- [Material for the task]
>>>>>
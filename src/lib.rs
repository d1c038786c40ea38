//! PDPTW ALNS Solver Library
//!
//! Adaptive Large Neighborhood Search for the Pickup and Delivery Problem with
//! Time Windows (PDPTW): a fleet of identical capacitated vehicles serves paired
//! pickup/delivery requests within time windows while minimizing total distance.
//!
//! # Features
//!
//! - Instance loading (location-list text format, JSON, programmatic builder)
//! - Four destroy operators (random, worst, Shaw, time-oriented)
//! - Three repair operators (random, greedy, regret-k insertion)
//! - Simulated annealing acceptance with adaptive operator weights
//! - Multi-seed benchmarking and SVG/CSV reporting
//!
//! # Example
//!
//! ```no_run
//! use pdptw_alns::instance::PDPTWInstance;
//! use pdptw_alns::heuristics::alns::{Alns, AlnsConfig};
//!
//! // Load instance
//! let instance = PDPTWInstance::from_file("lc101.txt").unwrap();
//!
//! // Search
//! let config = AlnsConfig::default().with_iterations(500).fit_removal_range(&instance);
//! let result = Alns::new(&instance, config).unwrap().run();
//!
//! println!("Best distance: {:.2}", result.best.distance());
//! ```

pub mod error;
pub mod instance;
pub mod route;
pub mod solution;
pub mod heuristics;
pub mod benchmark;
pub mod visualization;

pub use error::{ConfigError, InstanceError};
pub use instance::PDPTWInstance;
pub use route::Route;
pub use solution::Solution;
<<<<<
>>>>>
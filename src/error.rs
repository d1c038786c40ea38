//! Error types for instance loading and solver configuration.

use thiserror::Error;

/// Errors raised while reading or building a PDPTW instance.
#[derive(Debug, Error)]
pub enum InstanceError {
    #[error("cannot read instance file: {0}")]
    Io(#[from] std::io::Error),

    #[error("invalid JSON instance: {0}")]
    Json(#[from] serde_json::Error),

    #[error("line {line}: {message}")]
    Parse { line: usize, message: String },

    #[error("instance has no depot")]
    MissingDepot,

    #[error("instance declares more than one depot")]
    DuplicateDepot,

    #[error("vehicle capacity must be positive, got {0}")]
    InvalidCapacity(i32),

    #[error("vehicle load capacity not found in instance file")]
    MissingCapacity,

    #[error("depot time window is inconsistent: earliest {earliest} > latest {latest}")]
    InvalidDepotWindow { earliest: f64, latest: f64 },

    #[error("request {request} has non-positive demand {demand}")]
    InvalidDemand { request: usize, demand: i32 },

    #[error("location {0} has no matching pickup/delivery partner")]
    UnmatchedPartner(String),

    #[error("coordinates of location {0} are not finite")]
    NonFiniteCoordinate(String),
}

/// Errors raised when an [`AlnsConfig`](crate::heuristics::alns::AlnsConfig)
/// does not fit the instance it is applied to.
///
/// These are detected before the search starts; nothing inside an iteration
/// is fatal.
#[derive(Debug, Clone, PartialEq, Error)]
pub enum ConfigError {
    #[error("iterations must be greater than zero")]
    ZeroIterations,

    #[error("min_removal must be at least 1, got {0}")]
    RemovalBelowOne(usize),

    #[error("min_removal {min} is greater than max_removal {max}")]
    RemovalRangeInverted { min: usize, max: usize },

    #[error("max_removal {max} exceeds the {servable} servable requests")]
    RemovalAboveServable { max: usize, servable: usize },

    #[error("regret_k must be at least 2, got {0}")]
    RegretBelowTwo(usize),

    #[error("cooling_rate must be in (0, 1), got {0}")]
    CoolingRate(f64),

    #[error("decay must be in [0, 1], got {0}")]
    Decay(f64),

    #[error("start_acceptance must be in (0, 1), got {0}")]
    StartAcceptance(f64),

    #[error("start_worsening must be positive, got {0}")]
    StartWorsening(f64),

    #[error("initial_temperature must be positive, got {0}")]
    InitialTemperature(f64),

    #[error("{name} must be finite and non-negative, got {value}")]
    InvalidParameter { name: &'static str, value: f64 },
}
<<<<<
- [Aim of the task]
The string to find is "PDPTWInstance"; copy every line of the listing that has it.

- [Response area]
//! use pdptw_alns::instance::PDPTWInstance;
//! let instance = PDPTWInstance::from_file("lc101.txt").unwrap();
pub use instance::PDPTWInstance;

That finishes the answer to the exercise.